Pick out the lines below with "literal" and list them.

---------- Extracted entries ----------

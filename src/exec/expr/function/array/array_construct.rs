// Licensed to the Apache Software Foundation (ASF) under one
// or more contributor license agreements.  See the NOTICE file
// distributed with this work for additional information
// regarding copyright ownership.  The ASF licenses this file
// to you under the Apache License, Version 2.0 (the
// "License"); you may not use this file except in compliance
// with the License.  You may obtain a copy of the License at
//
//   http://www.apache.org/licenses/LICENSE-2.0
//
// Unless required by applicable law or agreed to in writing,
// software distributed under the License is distributed on an
// "AS IS" BASIS, WITHOUT WARRANTIES OR CONDITIONS OF ANY
// KIND, either express or implied.  See the License for the
// specific language governing permissions and limitations
// under the License.
use std::sync::Arc;

use arrow::array::{Array, ArrayRef, new_null_array};
use arrow::compute::{cast, concat, interleave};
use arrow::datatypes::DataType;

use crate::common::error::{FunctionError, Result};
use crate::exec::chunk::Column;
use crate::exec::chunk::array_column::{list_field, list_with_offsets};

use super::common::least_common_element_type;

const FN_NAME: &str = "array";

pub(super) fn return_type_array(args: &[Column]) -> Result<DataType> {
    let candidates = args
        .iter()
        .map(|c| (c.data_type().clone(), c.data().null_count() > 0))
        .collect::<Vec<_>>();
    let (element_type, nullable) = least_common_element_type(&candidates, FN_NAME)?;
    Ok(DataType::List(list_field(element_type, nullable)))
}

/// `array(x1, ..., xn)`: row `i` is `[x1[i], ..., xn[i]]`.
pub(super) fn eval_array(args: &[Column], result_type: &DataType, rows: usize) -> Result<Column> {
    let DataType::List(field) = result_type else {
        return Err(FunctionError::logical(format!(
            "array expects a list result type, got {}",
            result_type
        )));
    };
    let element_type = field.data_type();
    let width = args.len();

    if args.iter().all(Column::is_const) {
        let values = args
            .iter()
            .map(|c| cast(c.data(), element_type))
            .collect::<std::result::Result<Vec<_>, _>>()?;
        let refs = values.iter().map(|v| v.as_ref()).collect::<Vec<&dyn Array>>();
        let row = concat(&refs)?;
        let offsets = vec![0, width as i32];
        let literal = list_with_offsets(Arc::clone(field), offsets, row)?;
        return Column::constant(literal, rows);
    }

    let total = rows
        .checked_mul(width)
        .filter(|total| i32::try_from(*total).is_ok())
        .ok_or_else(|| {
            FunctionError::logical(format!("array of {} x {} elements is too large", rows, width))
        })?;
    let values = if matches!(element_type, DataType::Null) {
        new_null_array(element_type, total)
    } else {
        let columns = args
            .iter()
            .map(|c| Ok(cast(&c.to_full()?, element_type)?))
            .collect::<Result<Vec<ArrayRef>>>()?;
        let refs = columns.iter().map(|c| c.as_ref()).collect::<Vec<&dyn Array>>();
        let indices = (0..rows)
            .flat_map(|row| (0..width).map(move |arg| (arg, row)))
            .collect::<Vec<_>>();
        interleave(&refs, &indices)?
    };
    let offsets = (0..=rows).map(|row| (row * width) as i32).collect::<Vec<_>>();
    Ok(Column::full(list_with_offsets(
        Arc::clone(field),
        offsets,
        values,
    )?))
}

----------

● Task output
        let literal = list_with_offsets(Arc::clone(field), offsets, row)?;
        return Column::constant(literal, rows);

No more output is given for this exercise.